第254話~暗躍する何か~

『ア、アァァァァ!!!』


「いや怖いよ!?」



 口から垂れたヨダレもお構いない。豚人族戦士長? それか寄生虫モンスターと呼ぼうか? どっちでも良いけど……が迫ってくる。


 雑な大振り。少し身体をずらすだけでだけ交わせるな。そう思って避けた次の瞬間、俺の身体には傷が付いていた。



「痛そう……」



 血管を伝うように身体に根を張っていた寄生虫モンスター。そいつから伸びた針金のような触手が皮膚を突き破って俺に攻撃を与えていたようだ。



「《回復》」



 俺の傷は琴香さんと契約した事で得た力ですぐに治る程度。それより目の前のコイツだよ。さっきまで喋っていたのに今は変な奇声をあげるだけ。


 彼の意識はもうない。戻るのかは、分からない。ただ僅かでも可能性があるなら……極力、傷つけたくないんだ。



「ちっ!」



 彼とは拳と拳のぶつけ合いだったが、今は針金を斬るために牙狼月剣を抜いている。物理で殴ったらそのまま俺も侵入されそうだし正解だよな?


 それよりもどうやって倒す? 相手は身体に寄生しているように見える。拳は俺の身体に侵入される可能性があるから無し。


 牙狼月剣を振るえば倒せるが……腕や足を吹き飛ばしても襲ってきそうだ。痛みで彼自身の意識が戻る可能性は……?


 ハズクとの契約で使える風属性の精霊魔法も決定打にはなりにくい。はっきり言って戦闘でも補助に使う程度の練度だし。


 回復魔法は……回復魔法だし無理だな。《回復》は使えても《再生》は使えない。《回復》じゃ人体を切断して取り除くことは出来ても治すことが出来ない。


 ちなみに《再生》はいくらエフィーと契約上書きをしても使えないぞ。だってこの回復魔法は琴香さんとの契約で得た力なのだから。1度向こうに居た時に試してみた事があるし、それは確実だ。



「厄介だな……!」



 たとえ全身の骨を折ったとしても、四肢を削いだとしてもあの寄生モンスター? は身体を動かそうとするだろう。いや、しなくても彼がそれに憑かれていると言う事実は変わらない。


 ……待て、ずっと寄生されていて害は出ていないように見える。気にした様子もなかったし、実は合意の上だったと言う可能性は……気づいてなかっただけですよね!?



『オ、オォォォォォォォォ── ……オォ? ア、アン……ナン、だコレは?』


「お前、意識が……!」



 と思ったら急に言葉が通じるようになる。片目だけだが僅かに光が宿っていた。



『い、テェナ……オイ、オレのカらダ、どウナッテる?』


「うねってる変なハリガネの寄生虫に乗っ取られてたぞ。知ってるか?」


『知らネェ……乗っ取るカ。ハハ、通りデ、最近記憶に齟齬がアル訳ダゼ……知らナイ間に、他種族ト事を構エル事になっていたリ……シた訳だナ』


「……待て、今の言葉本当か!?」


『タマに変な行動をシテル奴らも、ソウ言う事ダッたノカよ……。もう、殺シテ、クれ。……頼ムよ』



 俺の問いには答えず、彼は虚ろな瞳でそんな言葉を呟いた。彼は時々意識が飛んでいる時が前からあった。それは恐らく、寄生虫モンスターに操られていたからだろう。

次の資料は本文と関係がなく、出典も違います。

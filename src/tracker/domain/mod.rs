//! Domain model for the work tracker.
//!
//! Entities are plain values with validated constructors. The [`Catalog`]
//! aggregate owns every entity of a workspace together with the task and
//! project dependency graphs, and is the only place multi-entity rules are
//! enforced.

mod catalog;
mod entity;
mod error;
mod ids;
mod project;
mod project_type;
mod release;
mod slug;
mod task;
mod task_type;
mod team;
mod theme;

pub use catalog::{
    CascadeSummary, Catalog, Disposal, IntegrityViolation, StatusCount, StatusReassignment,
    StatusRemoval, TeamStats, TypeStats, UnassignedDefaults,
};
pub use entity::{EntityKind, EntityRef, SchemaOwner};
pub use error::TrackerDomainError;
pub use ids::{ProjectId, ProjectTypeId, ReleaseId, TaskId, TaskTypeId, TeamId, ThemeId};
pub use project::{NewProject, Project, ProjectFilter, ProjectUpdate};
pub use project_type::ProjectType;
pub use release::{Release, ReleaseStatus};
pub use slug::Slug;
pub use task::{NewTask, Task, TaskFilter, TaskUpdate};
pub use task_type::TaskType;
pub use team::Team;
pub use theme::{Theme, ThemeFilter, ThemeStatus};
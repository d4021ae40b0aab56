//! Domain model for workflows and custom-field schemas.
//!
//! Every type here is a validated value: a [`Workflow`] is never empty and
//! never holds two labels that differ only by case, and a [`FieldSchema`]
//! never holds duplicate keys or option-less select fields.

mod custom_data;
mod error;
mod field;
mod status;
mod type_schema;

pub use custom_data::CustomData;
pub use error::SchemaError;
pub use field::{FieldDefinition, FieldKey, FieldSchema, FieldType};
pub use status::{StatusLabel, Workflow};
pub use type_schema::TypeSchema;
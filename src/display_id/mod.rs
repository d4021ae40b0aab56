//! Display identifier allocation.
//!
//! Every task receives an immutable identifier of the form `PREFIX-N` at
//! creation. `N` is one greater than the highest number ever issued for the
//! prefix, so numbers are never reused after a task is deleted. The context
//! follows the same layout as the rest of the crate:
//!
//! - Value types in [`domain`]
//! - The allocator contract in [`ports`]
//! - The in-memory allocator in [`adapters`]

pub mod adapters;
pub mod domain;
pub mod ports;
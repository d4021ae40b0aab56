//! Open key/value map holding custom field values.

use super::SchemaError;
use serde::{Deserialize, Serialize};
use serde_json::{Map, Value};

/// Custom field values of a task or project, keyed by field key.
///
/// The map is stored as-is; it is only checked against a field schema when it
/// is written through the validator. Keys unknown to the current schema are
/// tolerated here and dropped on the next validated write.
#[derive(Debug, Clone, Default, PartialEq, Eq, Serialize, Deserialize)]
#[serde(transparent)]
pub struct CustomData(Map<String, Value>);

impl CustomData {
    /// Creates an empty map.
    #[must_use]
    pub fn new() -> Self {
        Self::default()
    }

    /// Wraps an existing JSON object map.
    #[must_use]
    pub const fn from_map(map: Map<String, Value>) -> Self {
        Self(map)
    }

    /// Adds a value, returning the updated map.
    #[must_use]
    pub fn with(mut self, key: impl Into<String>, value: impl Into<Value>) -> Self {
        self.0.insert(key.into(), value.into());
        self
    }

    /// Inserts a value, returning any previous value for the key.
    pub fn insert(&mut self, key: impl Into<String>, value: Value) -> Option<Value> {
        self.0.insert(key.into(), value)
    }

    /// Returns the value stored under `key`.
    #[must_use]
    pub fn get(&self, key: &str) -> Option<&Value> {
        self.0.get(key)
    }

    /// Returns `true` when a value is stored under `key`.
    #[must_use]
    pub fn contains_key(&self, key: &str) -> bool {
        self.0.contains_key(key)
    }

    /// Iterates the stored keys.
    pub fn keys(&self) -> impl Iterator<Item = &str> + '_ {
        self.0.keys().map(String::as_str)
    }

    /// Returns the number of stored values.
    #[must_use]
    pub fn len(&self) -> usize {
        self.0.len()
    }

    /// Returns `true` when no values are stored.
    #[must_use]
    pub fn is_empty(&self) -> bool {
        self.0.is_empty()
    }

    /// Returns the underlying JSON map.
    #[must_use]
    pub const fn as_map(&self) -> &Map<String, Value> {
        &self.0
    }

    /// Converts the map into a JSON object value.
    #[must_use]
    pub fn into_value(self) -> Value {
        Value::Object(self.0)
    }
}

impl TryFrom<Value> for CustomData {
    type Error = SchemaError;

    fn try_from(value: Value) -> Result<Self, Self::Error> {
        match value {
            Value::Object(map) => Ok(Self(map)),
            Value::Null => Ok(Self::new()),
            _ => Err(SchemaError::CustomDataNotObject),
        }
    }
}

impl FromIterator<(String, Value)> for CustomData {
    fn from_iter<T: IntoIterator<Item = (String, Value)>>(iter: T) -> Self {
        Self(iter.into_iter().collect())
    }
}
//! In-memory workspace store.

use async_trait::async_trait;
use mockable::Clock;
use std::sync::{Arc, RwLock};
use tracing::debug;

use crate::config::EngineConfig;
use crate::display_id::{
    domain::{DisplayId, IdPrefix},
    ports::{DisplayIdAllocator, DisplayIdAllocatorError, DisplayIdAllocatorResult},
};
use crate::tracker::{
    domain::Catalog,
    error::EngineResult,
    ports::{StoreError, WorkspaceStore},
};

/// Thread-safe store holding one committed catalog.
///
/// Transactions are serialised behind the write lock, so two cascades or two
/// cycle checks can never interleave. Readers see either the state before a
/// transaction or the state after it.
#[derive(Debug, Clone)]
pub struct InMemoryWorkspaceStore {
    state: Arc<RwLock<Catalog>>,
}

impl InMemoryWorkspaceStore {
    /// Creates a store whose catalog holds only the protected defaults.
    ///
    /// # Errors
    ///
    /// Returns an error when `config` names an invalid default team, task
    /// type or workflow.
    pub fn bootstrap(config: &EngineConfig, clock: &impl Clock) -> EngineResult<Self> {
        Ok(Self::from_catalog(Catalog::bootstrap(config, clock)?))
    }

    /// Creates a store around an existing catalog.
    #[must_use]
    pub fn from_catalog(catalog: Catalog) -> Self {
        Self {
            state: Arc::new(RwLock::new(catalog)),
        }
    }
}

fn poisoned(err: &impl ToString) -> StoreError {
    StoreError::persistence(std::io::Error::other(err.to_string()))
}

#[async_trait]
impl WorkspaceStore for InMemoryWorkspaceStore {
    async fn read<T, F>(&self, f: F) -> EngineResult<T>
    where
        F: FnOnce(&Catalog) -> EngineResult<T> + Send,
        T: Send,
    {
        let catalog = self.state.read().map_err(|err| poisoned(&err))?;
        f(&catalog)
    }

    async fn transact<T, F>(&self, f: F) -> EngineResult<T>
    where
        F: FnOnce(&mut Catalog) -> EngineResult<T> + Send,
        T: Send,
    {
        let mut committed = self.state.write().map_err(|err| poisoned(&err))?;
        let mut working = committed.clone();
        let value = f(&mut working)?;
        if let Err(violation) = working.verify_integrity() {
            debug!(%violation, "discarding working copy");
            return Err(StoreError::from(violation).into());
        }
        *committed = working;
        Ok(value)
    }
}

#[async_trait]
impl DisplayIdAllocator for InMemoryWorkspaceStore {
    async fn allocate(&self, prefix: &IdPrefix) -> DisplayIdAllocatorResult<DisplayId> {
        let mut catalog = self.state.write().map_err(|err| {
            DisplayIdAllocatorError::persistence(std::io::Error::other(err.to_string()))
        })?;
        catalog.issue_display_id(prefix).map_err(Into::into)
    }

    async fn last_issued(&self, prefix: &IdPrefix) -> DisplayIdAllocatorResult<u64> {
        let catalog = self.state.read().map_err(|err| {
            DisplayIdAllocatorError::persistence(std::io::Error::other(err.to_string()))
        })?;
        Ok(catalog.last_issued(prefix))
    }
}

 そして他種族との内戦……それを起こすきっかけとなった他種族の人達の誘拐を命令したのは、彼らのように操られている人達だったってことか?


 寄生虫モンスターが豚人族の有力者達に寄生することで内戦をわざと引き起こしていた……ならやはり、今回の出来事の裏には黒幕がいる。


 それは豚人族を操っている寄生虫モンスター自身かもしれないし、寄生虫モンスターを植え付けたまた別の誰かかもしれない。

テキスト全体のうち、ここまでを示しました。